▸ **TASK REQUIREMENTS**
Filter the records below down to lines containing "full".

==== DATA PROVIDED

use crate::device::Device;
use crate::error::{Error, Result};

/// A device-resident 2D image with fixed dimensions, format, and usage.
pub struct Texture {
    raw: wgpu::Texture,
    view: wgpu::TextureView,
    label: String,
    width: u32,
    height: u32,
    format: wgpu::TextureFormat,
    usage: wgpu::TextureUsages,
}

impl Texture {
    /// Creates a texture from a decoded RGBA8 pixel grid and enqueues the
    /// upload.
    ///
    /// `pixels` must be exactly `width * height * 4` bytes in row-major
    /// order. The usage set must include COPY_DST for the upload itself;
    /// add TEXTURE_BINDING for sampling.
    pub fn from_rgba8(
        device: &Device,
        label: &str,
        width: u32,
        height: u32,
        pixels: &[u8],
        usage: wgpu::TextureUsages,
    ) -> Result<Self> {
        let expected = width as usize * height as usize * 4;
        if pixels.len() != expected {
            return Err(Error::PixelDataMismatch {
                label: label.to_string(),
                width,
                height,
                expected,
                got: pixels.len(),
            });
        }

        if !usage.contains(wgpu::TextureUsages::COPY_DST) {
            return Err(Error::ResourceUsageViolation {
                label: label.to_string(),
                needed: format!("{:?}", wgpu::TextureUsages::COPY_DST),
                usage: format!("{usage:?}"),
            });
        }

        let texture = Self::allocate(
            device,
            label,
            width,
            height,
            wgpu::TextureFormat::Rgba8Unorm,
            usage,
        );

        device.queue().write_texture(
            wgpu::TexelCopyTextureInfo {
                texture: &texture.raw,
                mip_level: 0,
                origin: wgpu::Origin3d::ZERO,
                aspect: wgpu::TextureAspect::All,
            },
            pixels,
            wgpu::TexelCopyBufferLayout {
                offset: 0,
                bytes_per_row: Some(width * 4),
                rows_per_image: Some(height),
            },
            wgpu::Extent3d {
                width,
                height,
                depth_or_array_layers: 1,
            },
        );

        Ok(texture)
    }

    /// Creates an uninitialized texture, e.g. an offscreen render target.
    pub fn render_target(
        device: &Device,
        label: &str,
        width: u32,
        height: u32,
        format: wgpu::TextureFormat,
    ) -> Self {
        Self::allocate(
            device,
            label,
            width,
            height,
            format,
            wgpu::TextureUsages::RENDER_ATTACHMENT | wgpu::TextureUsages::COPY_SRC,
        )
    }

    fn allocate(
        device: &Device,
        label: &str,
        width: u32,
        height: u32,
        format: wgpu::TextureFormat,
        usage: wgpu::TextureUsages,
    ) -> Self {
        let raw = device.raw().create_texture(&wgpu::TextureDescriptor {
            label: Some(label),
            size: wgpu::Extent3d {
                width,
                height,
                depth_or_array_layers: 1,
            },
            mip_level_count: 1,
            sample_count: 1,
            dimension: wgpu::TextureDimension::D2,
            format,
            usage,
            view_formats: &[],
        });

        let view = raw.create_view(&wgpu::TextureViewDescriptor::default());

        Self {
            raw,
            view,
            label: label.to_string(),
            width,
            height,
            format,
            usage,
        }
    }

    /// Default full-texture view, for binding or render targeting.
    pub fn view(&self) -> &wgpu::TextureView {
        &self.view
    }

    pub fn width(&self) -> u32 {
        self.width
    }

    pub fn height(&self) -> u32 {
        self.height
    }

    pub fn format(&self) -> wgpu::TextureFormat {
        self.format
    }

    pub fn usage(&self) -> wgpu::TextureUsages {
        self.usage
    }

    pub fn label(&self) -> &str {
        &self.label
    }

    pub(crate) fn raw(&self) -> &wgpu::Texture {
        &self.raw
    }

    /// Fails unless the texture was created with all of `needed`.
    pub(crate) fn require(&self, needed: wgpu::TextureUsages) -> Result<()> {
        if self.usage.contains(needed) {
            Ok(())
        } else {
            Err(Error::ResourceUsageViolation {
                label: self.label.clone(),
                needed: format!("{needed:?}"),
                usage: format!("{:?}", self.usage),
            })
        }
    }
}
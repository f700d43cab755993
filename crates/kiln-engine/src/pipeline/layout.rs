use crate::error::{Error, Result};

/// Resource kind expected at a binding slot.
#[derive(Debug, Copy, Clone, PartialEq, Eq)]
pub enum BindingKind {
    UniformBuffer,
    StorageBuffer {
        /// Whether the shader sees the buffer as read-only storage.
        read_only: bool,
    },
    Texture,
    Sampler,
}

impl BindingKind {
    /// Same resource class, ignoring storage access mode. A read-only
    /// and a read-write storage declaration both accept a storage
    /// buffer; everything else must match exactly.
    fn accepts(self, found: BindingKind) -> bool {
        matches!(
            (self, found),
            (BindingKind::StorageBuffer { .. }, BindingKind::StorageBuffer { .. })
        ) || self == found
    }

    fn describe(self) -> &'static str {
        match self {
            BindingKind::UniformBuffer => "uniform buffer",
            BindingKind::StorageBuffer { read_only: true } => "storage buffer (read)",
            BindingKind::StorageBuffer { read_only: false } => "storage buffer (read_write)",
            BindingKind::Texture => "texture",
            BindingKind::Sampler => "sampler",
        }
    }

    fn to_wgpu(self) -> wgpu::BindingType {
        match self {
            BindingKind::UniformBuffer => wgpu::BindingType::Buffer {
                ty: wgpu::BufferBindingType::Uniform,
                has_dynamic_offset: false,
                min_binding_size: None,
            },
            BindingKind::StorageBuffer { read_only } => wgpu::BindingType::Buffer {
                ty: wgpu::BufferBindingType::Storage { read_only },
                has_dynamic_offset: false,
                min_binding_size: None,
            },
            BindingKind::Texture => wgpu::BindingType::Texture {
                sample_type: wgpu::TextureSampleType::Float { filterable: true },
                view_dimension: wgpu::TextureViewDimension::D2,
                multisampled: false,
            },
            BindingKind::Sampler => wgpu::BindingType::Sampler(wgpu::SamplerBindingType::Filtering),
        }
    }
}

/// One declared slot: index, resource kind, and visible shader stages.
#[derive(Debug, Copy, Clone)]
pub struct BindingSlot {
    pub index: u32,
    pub kind: BindingKind,
    pub visibility: wgpu::ShaderStages,
}

/// The declared contract of which resource kinds live at which slot
/// indices, visible to which stages.
///
/// Declared explicitly at pipeline construction (no reflection-derived
/// `layout: auto`); every binding set used with the pipeline must satisfy
/// it exactly.
#[derive(Debug, Clone, Default)]
pub struct BindingLayout {
    slots: Vec<BindingSlot>,
}

impl BindingLayout {
    pub fn new() -> Self {
        Self::default()
    }

    /// Appends a slot declaration. Slots are conventionally declared in
    /// ascending index order, matching the shader's `@binding` attributes.
    pub fn with_slot(
        mut self,
        index: u32,
        kind: BindingKind,
        visibility: wgpu::ShaderStages,
    ) -> Self {
        self.slots.push(BindingSlot {
            index,
            kind,
            visibility,
        });
        self
    }

    pub fn slots(&self) -> &[BindingSlot] {
        &self.slots
    }

    /// Structurally validates a proposed set of `(slot index, kind)`
    /// entries against this layout.
    ///
    /// Every declared slot must be bound with a compatible kind, nothing
    /// may bind to an undeclared index, and nothing is ever coerced to a
    /// nearby slot.
    pub(crate) fn check(&self, provided: &[(u32, BindingKind)]) -> Result<()> {
        for &(index, found) in provided {
            let Some(slot) = self.slots.iter().find(|s| s.index == index) else {
                return Err(Error::PipelineLayoutMismatch {
                    slot: index,
                    expected: "no slot declared at this index".to_string(),
                    found: found.describe().to_string(),
                });
            };

            if !slot.kind.accepts(found) {
                return Err(Error::PipelineLayoutMismatch {
                    slot: index,
                    expected: slot.kind.describe().to_string(),
                    found: found.describe().to_string(),
                });
            }
        }

        for slot in &self.slots {
            if !provided.iter().any(|&(index, _)| index == slot.index) {
                return Err(Error::PipelineLayoutMismatch {
                    slot: slot.index,
                    expected: slot.kind.describe().to_string(),
                    found: "nothing bound".to_string(),
                });
            }
        }

        Ok(())
    }

    pub(crate) fn to_wgpu(&self, device: &wgpu::Device, label: &str) -> wgpu::BindGroupLayout {
        let entries: Vec<wgpu::BindGroupLayoutEntry> = self
            .slots
            .iter()
            .map(|slot| wgpu::BindGroupLayoutEntry {
                binding: slot.index,
                visibility: slot.visibility,
                ty: slot.kind.to_wgpu(),
                count: None,
            })
            .collect();

        device.create_bind_group_layout(&wgpu::BindGroupLayoutDescriptor {
            label: Some(label),
            entries: &entries,
        })
    }
}

#[cfg(test)]
mod tests {
    use super::*;

    fn quad_layout() -> BindingLayout {
        BindingLayout::new()
            .with_slot(0, BindingKind::Texture, wgpu::ShaderStages::FRAGMENT)
            .with_slot(1, BindingKind::Sampler, wgpu::ShaderStages::FRAGMENT)
    }

    #[test]
    fn exact_match_passes() {
        let layout = quad_layout();
        layout
            .check(&[(0, BindingKind::Texture), (1, BindingKind::Sampler)])
            .unwrap();
    }

    #[test]
    fn undeclared_slot_is_a_mismatch() {
        let layout = quad_layout();
        let err = layout
            .check(&[
                (0, BindingKind::Texture),
                (1, BindingKind::Sampler),
                (2, BindingKind::Sampler),
            ])
            .unwrap_err();

        match err {
            Error::PipelineLayoutMismatch { slot, .. } => assert_eq!(slot, 2),
            other => panic!("unexpected error: {other}"),
        }
    }

    #[test]
    fn wrong_kind_is_not_coerced_to_a_nearby_slot() {
        // Sampler offered where the texture is declared: must fail at
        // slot 0, not silently bind to slot 1.
        let layout = quad_layout();
        let err = layout
            .check(&[(0, BindingKind::Sampler), (1, BindingKind::Sampler)])
            .unwrap_err();

        match err {
            Error::PipelineLayoutMismatch { slot, .. } => assert_eq!(slot, 0),
            other => panic!("unexpected error: {other}"),
        }
    }

    #[test]
    fn missing_slot_is_a_mismatch() {
        let layout = quad_layout();
        let err = layout.check(&[(0, BindingKind::Texture)]).unwrap_err();

        match err {
            Error::PipelineLayoutMismatch { slot, found, .. } => {
                assert_eq!(slot, 1);
                assert_eq!(found, "nothing bound");
            }
            other => panic!("unexpected error: {other}"),
        }
    }

    #[test]
    fn storage_access_mode_does_not_split_the_class() {
        let layout = BindingLayout::new().with_slot(
            0,
            BindingKind::StorageBuffer { read_only: false },
            wgpu::ShaderStages::COMPUTE,
        );
        layout
            .check(&[(0, BindingKind::StorageBuffer { read_only: true })])
            .unwrap();
    }

    #[test]
    fn uniform_does_not_satisfy_storage() {
        let layout = BindingLayout::new().with_slot(
            0,
            BindingKind::StorageBuffer { read_only: false },
            wgpu::ShaderStages::COMPUTE,
        );
        let err = layout
            .check(&[(0, BindingKind::UniformBuffer)])
            .unwrap_err();
        assert!(matches!(err, Error::PipelineLayoutMismatch { slot: 0, .. }));
    }
}
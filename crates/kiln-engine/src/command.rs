//! Command sequences: ordered, single-use lists of GPU operations.
//!
//! A sequence records zero or more passes and copies, is frozen by
//! [`CommandSequence::finish`], and is handed to the queue by
//! [`Device::submit`](crate::device::Device::submit). Move semantics make
//! resubmission and post-finish mutation unrepresentable.

use std::ops::Range;

use crate::binding::BindingSet;
use crate::device::Device;
use crate::error::Result;
use crate::pipeline::{ComputePipeline, RenderPipeline};
use crate::resource::{Buffer, Texture};

/// Load policy for a render target that is not being preserved.
#[derive(Debug, Copy, Clone)]
pub enum ClearOp {
    /// Clear to a color before the pass runs.
    Clear(wgpu::Color),
    /// Keep whatever the target already holds.
    Preserve,
}

/// One recorded render pass: target, clear policy, pipeline, bindings,
/// vertex buffers, and an explicit draw range.
pub struct RenderPassDesc<'a> {
    /// A presentation frame's view, or an explicit texture view.
    pub target: &'a wgpu::TextureView,
    pub clear: ClearOp,
    pub pipeline: &'a RenderPipeline,
    /// `None` for pipelines with an empty binding layout.
    pub bindings: Option<&'a BindingSet>,
    pub vertex_buffers: &'a [&'a Buffer],
    pub vertices: Range<u32>,
    pub instances: Range<u32>,
}

/// An open command sequence.
pub struct CommandSequence {
    encoder: wgpu::CommandEncoder,
    label: String,
    dispatches: u32,
    draws: u32,
    copies: u32,
}

impl CommandSequence {
    pub fn new(device: &Device, label: &str) -> Self {
        let encoder = device
            .raw()
            .create_command_encoder(&wgpu::CommandEncoderDescriptor { label: Some(label) });

        Self {
            encoder,
            label: label.to_string(),
            dispatches: 0,
            draws: 0,
            copies: 0,
        }
    }

    /// Records one compute pass: bind pipeline + binding set, dispatch an
    /// explicit grid of invocation groups.
    ///
    /// A zero anywhere in `groups` records no dispatch at all. The grid
    /// size is the caller's statement of how much work exists; "none"
    /// means exactly that, not an undefined-count dispatch.
    pub fn compute_pass(
        &mut self,
        pipeline: &ComputePipeline,
        bindings: &BindingSet,
        groups: [u32; 3],
    ) {
        if groups.iter().any(|&n| n == 0) {
            log::debug!("`{}`: empty dispatch grid {groups:?}, nothing recorded", self.label);
            return;
        }

        let mut pass = self
            .encoder
            .begin_compute_pass(&wgpu::ComputePassDescriptor {
                label: Some(self.label.as_str()),
                timestamp_writes: None,
            });

        pass.set_pipeline(pipeline.raw());
        pass.set_bind_group(0, bindings.raw(), &[]);
        pass.dispatch_workgroups(groups[0], groups[1], groups[2]);
        drop(pass);

        self.dispatches += 1;
    }

    /// Records one render pass with a single draw call.
    ///
    /// Vertex buffers are usage-checked before anything is recorded.
    pub fn render_pass(&mut self, desc: &RenderPassDesc<'_>) -> Result<()> {
        for buffer in desc.vertex_buffers {
            buffer.require(wgpu::BufferUsages::VERTEX)?;
        }

        let load = match desc.clear {
            ClearOp::Clear(color) => wgpu::LoadOp::Clear(color),
            ClearOp::Preserve => wgpu::LoadOp::Load,
        };

        let mut pass = self.encoder.begin_render_pass(&wgpu::RenderPassDescriptor {
            label: Some(self.label.as_str()),
            color_attachments: &[Some(wgpu::RenderPassColorAttachment {
                view: desc.target,
                resolve_target: None,
                ops: wgpu::Operations {
                    load,
                    store: wgpu::StoreOp::Store,
                },
                depth_slice: None,
            })],
            depth_stencil_attachment: None,
            timestamp_writes: None,
            occlusion_query_set: None,
            multiview_mask: None,
        });

        pass.set_pipeline(desc.pipeline.raw());
        if let Some(bindings) = desc.bindings {
            pass.set_bind_group(0, bindings.raw(), &[]);
        }
        for (i, buffer) in desc.vertex_buffers.iter().enumerate() {
            pass.set_vertex_buffer(i as u32, buffer.raw().slice(..));
        }
        pass.draw(desc.vertices.clone(), desc.instances.clone());
        drop(pass);

        self.draws += 1;
        Ok(())
    }

    /// Records a device-to-device copy of `size` bytes, outside any pass
    /// but still in sequence order.
    ///
    /// This is how compute results reach a mappable buffer: shaders write
    /// the work buffer, the copy moves bytes into the MAP_READ one.
    pub fn copy_buffer(&mut self, src: &Buffer, dst: &Buffer, size: u64) -> Result<()> {
        src.require(wgpu::BufferUsages::COPY_SRC)?;
        dst.require(wgpu::BufferUsages::COPY_DST)?;

        self.encoder
            .copy_buffer_to_buffer(src.raw(), 0, dst.raw(), 0, size);
        self.copies += 1;
        Ok(())
    }

    /// Records a texture-to-buffer copy of the texture's full extent.
    ///
    /// Rows land in the buffer padded to wgpu's 256-byte row alignment;
    /// see [`padded_bytes_per_row`] for sizing the destination.
    pub fn copy_texture_to_buffer(&mut self, src: &Texture, dst: &Buffer) -> Result<()> {
        src.require(wgpu::TextureUsages::COPY_SRC)?;
        dst.require(wgpu::BufferUsages::COPY_DST)?;

        let bytes_per_row = padded_bytes_per_row(src.width());

        self.encoder.copy_texture_to_buffer(
            wgpu::TexelCopyTextureInfo {
                texture: src.raw(),
                mip_level: 0,
                origin: wgpu::Origin3d::ZERO,
                aspect: wgpu::TextureAspect::All,
            },
            wgpu::TexelCopyBufferInfo {
                buffer: dst.raw(),
                layout: wgpu::TexelCopyBufferLayout {
                    offset: 0,
                    bytes_per_row: Some(bytes_per_row),
                    rows_per_image: Some(src.height()),
                },
            },
            wgpu::Extent3d {
                width: src.width(),
                height: src.height(),
                depth_or_array_layers: 1,
            },
        );
        self.copies += 1;
        Ok(())
    }

    /// Dispatches recorded so far; empty grids never count.
    pub fn dispatches_recorded(&self) -> u32 {
        self.dispatches
    }

    pub fn draws_recorded(&self) -> u32 {
        self.draws
    }

    pub fn copies_recorded(&self) -> u32 {
        self.copies
    }

    /// Freezes the sequence for submission. After this, nothing more can
    /// be recorded; the result can only be submitted, once.
    pub fn finish(self) -> FinishedSequence {
        FinishedSequence {
            buffer: self.encoder.finish(),
            label: self.label,
        }
    }
}

/// A frozen command sequence, consumable only by
/// [`Device::submit`](crate::device::Device::submit).
pub struct FinishedSequence {
    buffer: wgpu::CommandBuffer,
    label: String,
}

impl FinishedSequence {
    pub(crate) fn into_parts(self) -> (String, wgpu::CommandBuffer) {
        (self.label, self.buffer)
    }
}

/// Bytes per row for a full-width RGBA8 texture-to-buffer copy, padded to
/// the 256-byte alignment wgpu requires.
pub fn padded_bytes_per_row(width: u32) -> u32 {
    let unpadded = width * 4;
    unpadded.div_ceil(wgpu::COPY_BYTES_PER_ROW_ALIGNMENT) * wgpu::COPY_BYTES_PER_ROW_ALIGNMENT
}

/// One invocation group per element, the grain used by element-wise
/// transforms. Zero elements yield a zero grid, which
/// [`CommandSequence::compute_pass`] turns into "no dispatch".
pub fn groups_per_element(len: usize) -> [u32; 3] {
    [len as u32, 1, 1]
}
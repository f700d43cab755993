//! Binding sets: slot index → concrete resource.
//!
//! A binding set is validated once, at construction, against the layout
//! declared by a specific pipeline. Mismatches fail here, before any
//! command referencing the set can be recorded, let alone submitted.

use crate::device::Device;
use crate::error::Result;
use crate::pipeline::{BindingContract, BindingKind};
use crate::resource::{Buffer, Sampler, Texture};

/// A concrete resource offered for one binding slot.
///
/// Holds a non-owning reference; the resource must outlive the set.
pub enum BindingResource<'a> {
    Uniform(&'a Buffer),
    Storage(&'a Buffer),
    Texture(&'a Texture),
    Sampler(&'a Sampler),
}

impl BindingResource<'_> {
    fn kind(&self) -> BindingKind {
        match self {
            BindingResource::Uniform(_) => BindingKind::UniformBuffer,
            // Access mode comes from the declared layout, not the offer.
            BindingResource::Storage(_) => BindingKind::StorageBuffer { read_only: false },
            BindingResource::Texture(_) => BindingKind::Texture,
            BindingResource::Sampler(_) => BindingKind::Sampler,
        }
    }

    /// Checks the resource's own usage set against what the slot implies.
    fn check_usage(&self) -> Result<()> {
        match self {
            BindingResource::Uniform(buffer) => buffer.require(wgpu::BufferUsages::UNIFORM),
            BindingResource::Storage(buffer) => buffer.require(wgpu::BufferUsages::STORAGE),
            BindingResource::Texture(texture) => {
                texture.require(wgpu::TextureUsages::TEXTURE_BINDING)
            }
            BindingResource::Sampler(_) => Ok(()),
        }
    }
}

/// An ordered slot→resource mapping validated against one pipeline's
/// declared layout.
///
/// Must be recreated if a bound resource's *identity* changes; in-place
/// mutation of the underlying resource (queue writes) does not invalidate
/// the set.
#[derive(Debug)]
pub struct BindingSet {
    bind_group: wgpu::BindGroup,
}

impl BindingSet {
    /// Validates `entries` against `pipeline`'s declared layout and
    /// builds the GPU binding object.
    ///
    /// Fails with [`Error::PipelineLayoutMismatch`](crate::error::Error::PipelineLayoutMismatch)
    /// on any slot/kind disagreement and with
    /// [`Error::ResourceUsageViolation`](crate::error::Error::ResourceUsageViolation)
    /// when a resource lacks the usage its slot implies.
    pub fn new(
        device: &Device,
        label: &str,
        pipeline: &dyn BindingContract,
        entries: &[(u32, BindingResource<'_>)],
    ) -> Result<Self> {
        let offered: Vec<(u32, BindingKind)> = entries
            .iter()
            .map(|(index, resource)| (*index, resource.kind()))
            .collect();
        pipeline.binding_layout().check(&offered)?;

        for (_, resource) in entries {
            resource.check_usage()?;
        }

        let wgpu_entries: Vec<wgpu::BindGroupEntry<'_>> = entries
            .iter()
            .map(|(index, resource)| wgpu::BindGroupEntry {
                binding: *index,
                resource: match resource {
                    BindingResource::Uniform(buffer) | BindingResource::Storage(buffer) => {
                        buffer.raw().as_entire_binding()
                    }
                    BindingResource::Texture(texture) => {
                        wgpu::BindingResource::TextureView(texture.view())
                    }
                    BindingResource::Sampler(sampler) => {
                        wgpu::BindingResource::Sampler(sampler.raw())
                    }
                },
            })
            .collect();

        let bind_group = device.raw().create_bind_group(&wgpu::BindGroupDescriptor {
            label: Some(label),
            layout: pipeline.bind_group_layout(),
            entries: &wgpu_entries,
        });

        log::trace!("binding set `{label}` validated against `{}`", pipeline.label());

        Ok(Self { bind_group })
    }

    pub(crate) fn raw(&self) -> &wgpu::BindGroup {
        &self.bind_group
    }
}
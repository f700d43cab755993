//! Device-resident resources.
//!
//! Buffers, textures, and samplers are created through `&Device` from host
//! data or dimensions. Every resource records its usage-capability set at
//! creation; operations check that set *before* any GPU work is enqueued,
//! so violations surface as typed errors instead of submission-time
//! validation failures.

mod buffer;
mod sampler;
mod texture;

pub use buffer::{Buffer, MappedView};
pub use sampler::{Sampler, SamplerDesc};
pub use texture::Texture;
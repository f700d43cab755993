//! Kiln engine crate.
//!
//! A minimal GPU task execution layer over wgpu: acquire a device, build
//! device-resident resources, compile a compute or render pipeline, encode
//! a single-use command sequence, submit it to the queue, and observe the
//! result through mapped readback or frame presentation.
//!
//! The layer models exactly two execution shapes (a data-parallel
//! transform with host readback, and a textured-quad rasterization loop)
//! and validates usage-capability sets and binding layouts before work
//! reaches the queue.

pub mod device;
pub mod resource;
pub mod shader;
pub mod pipeline;
pub mod binding;
pub mod command;

pub mod error;
pub mod logging;
use wgpu::util::DeviceExt;

use crate::device::Device;
use crate::error::{Error, Result};

/// A device-resident byte region with a fixed size and usage set.
///
/// The usage set is fixed at creation and must be a superset of every
/// operation later performed on the buffer; each operation here checks it
/// up front and fails with [`Error::ResourceUsageViolation`] before
/// touching the GPU.
pub struct Buffer {
    raw: wgpu::Buffer,
    label: String,
    size: u64,
    usage: wgpu::BufferUsages,
}

impl Buffer {
    /// Allocates a zeroed buffer of exactly `size` bytes.
    pub fn new(device: &Device, label: &str, size: u64, usage: wgpu::BufferUsages) -> Self {
        let raw = device.raw().create_buffer(&wgpu::BufferDescriptor {
            label: Some(label),
            size,
            usage,
            mapped_at_creation: false,
        });

        Self {
            raw,
            label: label.to_string(),
            size,
            usage,
        }
    }

    /// Allocates a buffer of exactly `data.len()` bytes and enqueues the
    /// host copy into it.
    ///
    /// The copy is asynchronous relative to the caller but ordered on the
    /// queue timeline: any later-submitted command reading the buffer
    /// observes the written data.
    pub fn from_data(device: &Device, label: &str, data: &[u8], usage: wgpu::BufferUsages) -> Self {
        let raw = device
            .raw()
            .create_buffer_init(&wgpu::util::BufferInitDescriptor {
                label: Some(label),
                contents: data,
                usage,
            });

        Self {
            raw,
            label: label.to_string(),
            size: data.len() as u64,
            usage,
        }
    }

    /// Enqueues a host write into the buffer at `offset`.
    ///
    /// Requires COPY_DST usage.
    pub fn write(&self, device: &Device, offset: u64, data: &[u8]) -> Result<()> {
        self.require(wgpu::BufferUsages::COPY_DST)?;
        device.queue().write_buffer(&self.raw, offset, data);
        Ok(())
    }

    /// Maps the buffer for host reading, suspending until all previously
    /// submitted work touching it has completed.
    ///
    /// Requires MAP_READ usage, checked before any map request is made.
    /// Shaders never write into mappable buffers directly; fill this one
    /// with a device-to-device copy first
    /// (see [`CommandSequence::copy_buffer`](crate::command::CommandSequence::copy_buffer)).
    pub fn map_read(&self, device: &Device) -> Result<MappedView<'_>> {
        self.require(wgpu::BufferUsages::MAP_READ)?;

        let slice = self.raw.slice(..);
        let (tx, rx) = std::sync::mpsc::channel();
        slice.map_async(wgpu::MapMode::Read, move |result| {
            let _ = tx.send(result);
        });

        // Completion is enforced by submission order: the poll blocks until
        // the queue has drained everything submitted before this request.
        device.wait(None)?;

        match rx.recv() {
            Ok(Ok(())) => {}
            Ok(Err(e)) => {
                return Err(Error::MapFailure {
                    reason: e.to_string(),
                });
            }
            Err(_) => {
                return Err(Error::MapFailure {
                    reason: "map request never resolved".to_string(),
                });
            }
        }

        Ok(MappedView {
            raw: &self.raw,
            view: Some(slice.get_mapped_range()),
        })
    }

    /// Returns the fixed byte size.
    pub fn size(&self) -> u64 {
        self.size
    }

    /// Returns the fixed usage set.
    pub fn usage(&self) -> wgpu::BufferUsages {
        self.usage
    }

    pub fn label(&self) -> &str {
        &self.label
    }

    pub(crate) fn raw(&self) -> &wgpu::Buffer {
        &self.raw
    }

    /// Fails unless the buffer was created with all of `needed`.
    pub(crate) fn require(&self, needed: wgpu::BufferUsages) -> Result<()> {
        if self.usage.contains(needed) {
            Ok(())
        } else {
            Err(Error::ResourceUsageViolation {
                label: self.label.clone(),
                needed: format!("{needed:?}"),
                usage: format!("{:?}", self.usage),
            })
        }
    }
}

/// Read-only typed view over a mapped buffer.
///
/// Valid until [`unmap`](MappedView::unmap) (or drop, which unmaps as a
/// backstop); the borrow checker prevents any access after that point.
pub struct MappedView<'a> {
    raw: &'a wgpu::Buffer,
    view: Option<wgpu::BufferView>,
}

impl<'a> MappedView<'a> {
    /// The mapped bytes.
    pub fn bytes(&self) -> &[u8] {
        // `view` is Some until drop.
        self.view.as_deref().map_or(&[], |v| v)
    }

    /// The mapped bytes reinterpreted as a slice of `T`.
    pub fn as_slice<T: bytemuck::Pod>(&self) -> &[T] {
        bytemuck::cast_slice(self.bytes())
    }

    /// Releases the mapping. Reading after this point is impossible by
    /// construction.
    pub fn unmap(self) {
        // Drop does the work.
    }
}

impl Drop for MappedView<'_> {
    fn drop(&mut self) {
        // The view's borrow on the mapped range must end before unmap.
        self.view.take();
        self.raw.unmap();
    }
}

========

▸ **RESULT**
    /// Default full-texture view, for binding or render targeting.
    /// Records a texture-to-buffer copy of the texture's full extent.
/// Bytes per row for a full-width RGBA8 texture-to-buffer copy, padded to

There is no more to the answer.